Archive Consensus Node
An archival node keeps a history of all blocks and serves peers. It preserves the blockchain's state and entire history. It is useful for faster historical block retrieval and block explorers. All farmers, operators and timekeepers can be archival nodes.
subspace-node run \
--chain mainnet \
--base-path NODE_DATA_PATH \
--blocks-pruning archive \
--state-pruning archive \
--sync full
blocks-pruning and state-pruning can be set to archive
or archive-canonical
. The former keeps state of all blocks and the latter only blocks which form the canonical chain.
Domain Nodes
Domains are essentially built-in rollups that support any conceivable state transition framework and smart contract execution environment through custom runtimes. Deploying a domain as easy as deploying a smart contract. They allow builders to easily launch their own network without bootstrapping a new validator set, while still benefiting from the shared security and interoperability provided by the Autonomys Network consensus chain.
There are also two ways to configure a Domain node. One is for Full nodes and one for Archive nodes.

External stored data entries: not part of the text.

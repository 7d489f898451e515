//! Multi-source field resolution with fallback.
//!
//! Every output field resolves through its configured chain: primary
//! source, optional coarser secondary, computed formula, or default.
//! The tier that produced each value is tagged on the value so the
//! quality scorer and downstream consumers can see how trustworthy the
//! record is.
//!
//! No-fallback fields (precomputed upstream composites) are the one
//! place "default" usually means an upstream gap rather than a missing
//! entity; those are tagged `DefaultUpstreamGap` and logged distinctly.

use chrono::NaiveDate;
use courtline_db::{GameLogRow, InjuryRow, RatingRow, ScheduleRow, TrackingRow};
use courtline_protocol::defaults::{LEAGUE_AVG_FT_SHARE, MIN_SAMPLES_FOR_RATES};
use courtline_protocol::{
    ComputedKind, FeatureValue, FieldKind, SourceCatalog, SourceSnapshot, SourceTier,
    UpstreamSourceSpec,
};
use std::collections::HashMap;
use tracing::{debug, warn};

/// Everything fetched for one entity, passed into the unit of work by
/// value. Plain data only; no live handles cross the worker boundary.
#[derive(Debug, Clone, Default)]
pub struct SourceBundle {
    /// Boxscore rows this season, oldest first.
    pub game_logs: Vec<GameLogRow>,
    /// Tracking rows this season, oldest first.
    pub tracking: Vec<TrackingRow>,
    pub injury: Option<InjuryRow>,
    pub rating: Option<RatingRow>,
    /// Own team schedule for the season, oldest first.
    pub own_schedule: Vec<ScheduleRow>,
    /// Schedule of the opponent faced on the analysis date, if any.
    pub opponent_schedule: Vec<ScheduleRow>,
}

impl SourceBundle {
    /// Empty bundle, used by placeholder mode.
    pub fn empty() -> Self {
        Self::default()
    }
}

/// Output of resolution: values plus the per-source audit snapshots.
#[derive(Debug, Clone)]
pub struct ResolvedFeatures {
    pub values: Vec<FeatureValue>,
    pub snapshots: HashMap<String, SourceSnapshot>,
}

/// Resolves the catalog's fields against one entity's source bundle.
pub struct Resolver<'a> {
    catalog: &'a SourceCatalog,
    analysis_date: NaiveDate,
    recent_games_window: u32,
}

impl<'a> Resolver<'a> {
    pub fn new(catalog: &'a SourceCatalog, analysis_date: NaiveDate, recent_games_window: u32) -> Self {
        Self {
            catalog,
            analysis_date,
            recent_games_window,
        }
    }

    pub fn resolve(&self, entity_id: &str, bundle: &SourceBundle) -> ResolvedFeatures {
        let snapshots = self.build_snapshots(bundle);
        let mut values = Vec::with_capacity(self.catalog.fields().len());

        for field in self.catalog.fields() {
            let value = match &field.kind {
                FieldKind::Fallback { secondary } => self.resolve_fallback(
                    entity_id,
                    &field.name,
                    &field.source,
                    secondary,
                    field.default,
                    bundle,
                    &snapshots,
                ),
                FieldKind::PrimaryOnly => self.resolve_primary_only(
                    entity_id,
                    &field.name,
                    &field.source,
                    field.default,
                    bundle,
                    &snapshots,
                ),
                FieldKind::Computed(kind) => FeatureValue::new(
                    &field.name,
                    Some(self.compute(*kind, bundle)),
                    SourceTier::Computed,
                ),
            };
            values.push(value);
        }

        ResolvedFeatures { values, snapshots }
    }

    fn build_snapshots(&self, bundle: &SourceBundle) -> HashMap<String, SourceSnapshot> {
        let mut snapshots = HashMap::new();

        snapshots.insert(
            "player_game_logs".to_string(),
            snapshot_from(
                bundle.game_logs.len() as u32,
                bundle.game_logs.iter().map(|r| r.loaded_at).max(),
                self.catalog.source("player_game_logs"),
            ),
        );
        snapshots.insert(
            "player_tracking".to_string(),
            snapshot_from(
                bundle.tracking.len() as u32,
                bundle.tracking.iter().map(|r| r.loaded_at).max(),
                self.catalog.source("player_tracking"),
            ),
        );
        snapshots.insert(
            "injury_reports".to_string(),
            snapshot_from(
                bundle.injury.iter().count() as u32,
                bundle.injury.as_ref().map(|r| r.report_date),
                self.catalog.source("injury_reports"),
            ),
        );
        snapshots.insert(
            "composite_ratings".to_string(),
            snapshot_from(
                bundle.rating.iter().count() as u32,
                bundle.rating.as_ref().map(|r| r.rating_date),
                self.catalog.source("composite_ratings"),
            ),
        );

        snapshots
    }

    /// A source qualifies for the primary tier only while its snapshot
    /// is fresh enough per the spec and meets its row floor.
    fn source_usable(&self, name: &str, snapshots: &HashMap<String, SourceSnapshot>) -> bool {
        let (Some(spec), Some(snap)) = (self.catalog.source(name), snapshots.get(name)) else {
            return false;
        };
        if snap.rows_found < spec.expected_min_rows || snap.rows_found == 0 {
            return false;
        }
        match snap.staleness_days(self.analysis_date) {
            Some(days) => days <= spec.max_staleness_days,
            None => false,
        }
    }

    #[allow(clippy::too_many_arguments)]
    fn resolve_fallback(
        &self,
        entity_id: &str,
        field: &str,
        primary: &str,
        secondary: &str,
        default: f64,
        bundle: &SourceBundle,
        snapshots: &HashMap<String, SourceSnapshot>,
    ) -> FeatureValue {
        if self.source_usable(primary, snapshots) {
            if let Some(value) = self.primary_stat(field, bundle) {
                return FeatureValue::new(field, Some(value), SourceTier::Primary);
            }
        }
        if self.source_usable(secondary, snapshots) {
            if let Some(value) = self.secondary_stat(field, bundle) {
                debug!(entity_id, field, "fell back to secondary source");
                return FeatureValue::new(field, Some(value), SourceTier::Secondary);
            }
        }
        debug!(entity_id, field, "no usable source; using configured default");
        FeatureValue::new(field, Some(default), SourceTier::Default)
    }

    fn resolve_primary_only(
        &self,
        entity_id: &str,
        field: &str,
        source: &str,
        default: f64,
        bundle: &SourceBundle,
        snapshots: &HashMap<String, SourceSnapshot>,
    ) -> FeatureValue {
        if self.source_usable(source, snapshots) {
            if let Some(value) = rating_stat(field, bundle.rating.as_ref()) {
                return FeatureValue::new(field, Some(value), SourceTier::Primary);
            }
        }
        // Distinct from an ordinary default: there is no independent
        // formula for this field, so absence points at the upstream.
        warn!(
            entity_id,
            field, source, "no-fallback source missing or stale; defaulting (upstream gap)"
        );
        FeatureValue::new(field, Some(default), SourceTier::DefaultUpstreamGap)
    }

    /// Recent-window average of a boxscore stat.
    fn primary_stat(&self, field: &str, bundle: &SourceBundle) -> Option<f64> {
        let recent = recent_slice(&bundle.game_logs, self.recent_games_window as usize);
        if recent.is_empty() {
            return None;
        }
        match field {
            "avg_points" => Some(mean(recent.iter().map(|r| r.points))),
            "avg_minutes" => Some(mean(recent.iter().map(|r| r.minutes))),
            "avg_rebounds" => Some(mean(recent.iter().map(|r| r.rebounds))),
            "avg_assists" => Some(mean(recent.iter().map(|r| r.assists))),
            "usage_rate" => mean_present(recent.iter().map(|r| r.usage_rate)),
            _ => None,
        }
    }

    /// Recent-window average of the coarser tracking stat.
    fn secondary_stat(&self, field: &str, bundle: &SourceBundle) -> Option<f64> {
        let recent = recent_slice(&bundle.tracking, self.recent_games_window as usize);
        if recent.is_empty() {
            return None;
        }
        match field {
            "avg_points" => mean_present(recent.iter().map(|r| r.points)),
            "avg_minutes" => mean_present(recent.iter().map(|r| r.minutes)),
            "avg_rebounds" => mean_present(recent.iter().map(|r| r.rebounds)),
            "avg_assists" => mean_present(recent.iter().map(|r| r.assists)),
            "usage_rate" => mean_present(recent.iter().map(|r| r.usage_rate)),
            _ => None,
        }
    }

    fn compute(&self, kind: ComputedKind, bundle: &SourceBundle) -> f64 {
        match kind {
            ComputedKind::RestAdvantage => rest_advantage(
                self.analysis_date,
                &bundle.own_schedule,
                &bundle.opponent_schedule,
            ),
            ComputedKind::InjuryRisk => injury_risk(bundle.injury.as_ref()),
            ComputedKind::ScoringTrend => scoring_trend(&bundle.game_logs),
            ComputedKind::MinutesChange => minutes_change(&bundle.game_logs),
            ComputedKind::FtShare => ft_share(&bundle.game_logs, self.recent_games_window as usize),
            ComputedKind::WinPct => win_pct(&bundle.game_logs),
        }
    }
}

fn snapshot_from(
    rows_found: u32,
    last_updated: Option<NaiveDate>,
    spec: Option<&UpstreamSourceSpec>,
) -> SourceSnapshot {
    let expected = spec.map(|s| s.expected_min_rows).unwrap_or(0);
    let completeness_pct = if expected == 0 {
        100.0
    } else {
        (rows_found as f64 / expected as f64 * 100.0).min(100.0)
    };
    SourceSnapshot {
        rows_found,
        last_updated,
        completeness_pct,
    }
}

fn rating_stat(field: &str, rating: Option<&RatingRow>) -> Option<f64> {
    let rating = rating?;
    match field {
        "offensive_rating" => rating.offensive_rating,
        "defensive_rating" => rating.defensive_rating,
        "load_index" => rating.load_index,
        _ => None,
    }
}

fn recent_slice<T>(rows: &[T], window: usize) -> &[T] {
    let start = rows.len().saturating_sub(window);
    &rows[start..]
}

fn mean(values: impl Iterator<Item = f64>) -> f64 {
    let collected: Vec<f64> = values.collect();
    if collected.is_empty() {
        0.0
    } else {
        collected.iter().sum::<f64>() / collected.len() as f64
    }
}

fn mean_present(values: impl Iterator<Item = Option<f64>>) -> Option<f64> {
    let present: Vec<f64> = values.flatten().collect();
    if present.is_empty() {
        None
    } else {
        Some(present.iter().sum::<f64>() / present.len() as f64)
    }
}

/// Days of rest a team has before `date`, from its schedule.
fn rest_days(date: NaiveDate, schedule: &[ScheduleRow]) -> Option<i64> {
    schedule
        .iter()
        .map(|r| r.game_date)
        .filter(|d| *d < date)
        .max()
        .map(|last| ((date - last).num_days() - 1).max(0))
}

/// Own rest minus opponent rest, clamped to [-2, 2]. Neutral when
/// either side has no prior game on record.
pub fn rest_advantage(date: NaiveDate, own: &[ScheduleRow], opponent: &[ScheduleRow]) -> f64 {
    match (rest_days(date, own), rest_days(date, opponent)) {
        (Some(own_rest), Some(opp_rest)) => ((own_rest - opp_rest).clamp(-2, 2)) as f64,
        _ => 0.0,
    }
}

/// Ordinal injury status. No report reads as available.
pub fn injury_risk(injury: Option<&InjuryRow>) -> f64 {
    let Some(report) = injury else {
        return 0.0;
    };
    match report.status.to_lowercase().as_str() {
        "available" => 0.0,
        "probable" => 1.0,
        "questionable" => 2.0,
        "doubtful" | "out" => 3.0,
        other => {
            debug!(status = other, "unrecognized injury status; treating as questionable");
            2.0
        }
    }
}

/// Percent-delta bucket shared by the trend-style fields:
/// >=+15 -> 2, >=+5 -> 1, (-5, +5) -> 0, (-15, -5] -> -1, <=-15 -> -2.
fn bucket_pct_delta(delta_pct: f64) -> f64 {
    if delta_pct >= 15.0 {
        2.0
    } else if delta_pct >= 5.0 {
        1.0
    } else if delta_pct > -5.0 {
        0.0
    } else if delta_pct > -15.0 {
        -1.0
    } else {
        -2.0
    }
}

const TREND_LEADING_GAMES: usize = 3;
const TREND_TRAILING_GAMES: usize = 7;

/// Leading vs trailing sub-window of recent scoring, bucketed.
pub fn scoring_trend(logs: &[GameLogRow]) -> f64 {
    if logs.len() < 2 * TREND_LEADING_GAMES {
        return 0.0;
    }
    let recent = recent_slice(logs, TREND_LEADING_GAMES + TREND_TRAILING_GAMES);
    let split = recent.len() - TREND_LEADING_GAMES;
    let trailing = mean(recent[..split].iter().map(|r| r.points));
    let leading = mean(recent[split..].iter().map(|r| r.points));
    if trailing <= 0.0 {
        return 0.0;
    }
    bucket_pct_delta((leading - trailing) / trailing * 100.0)
}

const MINUTES_RECENT_GAMES: usize = 5;

/// Recent-5 average minutes vs season average, bucketed.
pub fn minutes_change(logs: &[GameLogRow]) -> f64 {
    if (logs.len() as u32) < MIN_SAMPLES_FOR_RATES {
        return 0.0;
    }
    let season = mean(logs.iter().map(|r| r.minutes));
    if season <= 0.0 {
        return 0.0;
    }
    let recent = mean(recent_slice(logs, MINUTES_RECENT_GAMES).iter().map(|r| r.minutes));
    bucket_pct_delta((recent - season) / season * 100.0)
}

/// Free throws made as a share of points over the recent window,
/// clamped to [0, 0.5]. League average under the sample floor.
pub fn ft_share(logs: &[GameLogRow], window: usize) -> f64 {
    if (logs.len() as u32) < MIN_SAMPLES_FOR_RATES {
        return LEAGUE_AVG_FT_SHARE;
    }
    let recent = recent_slice(logs, window);
    let points: f64 = recent.iter().map(|r| r.points).sum();
    if points <= 0.0 {
        return LEAGUE_AVG_FT_SHARE;
    }
    let ft: f64 = recent.iter().map(|r| r.ft_made).sum();
    (ft / points).clamp(0.0, 0.5)
}

/// Wins over games to date; 0.5 under the sample floor.
pub fn win_pct(logs: &[GameLogRow]) -> f64 {
    if (logs.len() as u32) < MIN_SAMPLES_FOR_RATES {
        return 0.5;
    }
    logs.iter().filter(|r| r.won).count() as f64 / logs.len() as f64
}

To configure the domain part of the node, you need to include a line that is just two dashes --
. That will tell the CLI that anything after those dashes applies to the domain portion.
Full Domain Node
A domain full node processes all blocks and serves peers. It preserves the blockchain's state and recent history.
subspace-node run \
--chain mainnet \
--base-path NODE_DATA_PATH \
--blocks-pruning archive \
--state-pruning archive \
--sync full \
-- \
--domain-id your_domain_id
Archive Domain Node
A domain archive node allows an RPC user to query any historical blocks on the domain it targets. It is useful when a complete history of the domain needs to be made available. An example use case would be indexing the domain chain via RPC.
subspace-node run \
--chain mainnet \
--base-path NODE_DATA_PATH \
--blocks-pruning archive \
--state-pruning archive \
--sync full \
-- \
--domain-id your_domain_id \
--blocks-pruning archive \
--state-pruning archive
Specialized Nodes
Operator Node
An operator node is closer to an archive domain node rather than a full domain node. The differences are that archive-canonical
can be used and the state-pruning
is set to 28,800 blocks. Also you need to specify a --domain-id
and an --operator-id
.
subspace-node run \
--chain taurus \
--name your_node_name \
--base-path NODE_DATA_PATH \
--sync full \
-- \
--domain-id your_domain_id \
--operator-id your_operator_id \
Timekeeper Node
Timekeepers run the Proof-of-Time chain and maintain the randomness beacon for the consensus chain. They are responsible for evaluating the delay function (within the target time slot duration of 1 second) and announcing the outputs to other nodes, requiring a powerful latest-generation CPU. You will need to set the --timekeeper
parameter and you can also force it to use the fastest core with --timekeeper-cpu-cores
.
subspace-node run \
--chain mainnet \
--timekeeper \
--timekeeper-cpu-cores 4 \
--base-path NODE_DATA_PATH
The Subspace Foundation maintains several timekeepers as a public good.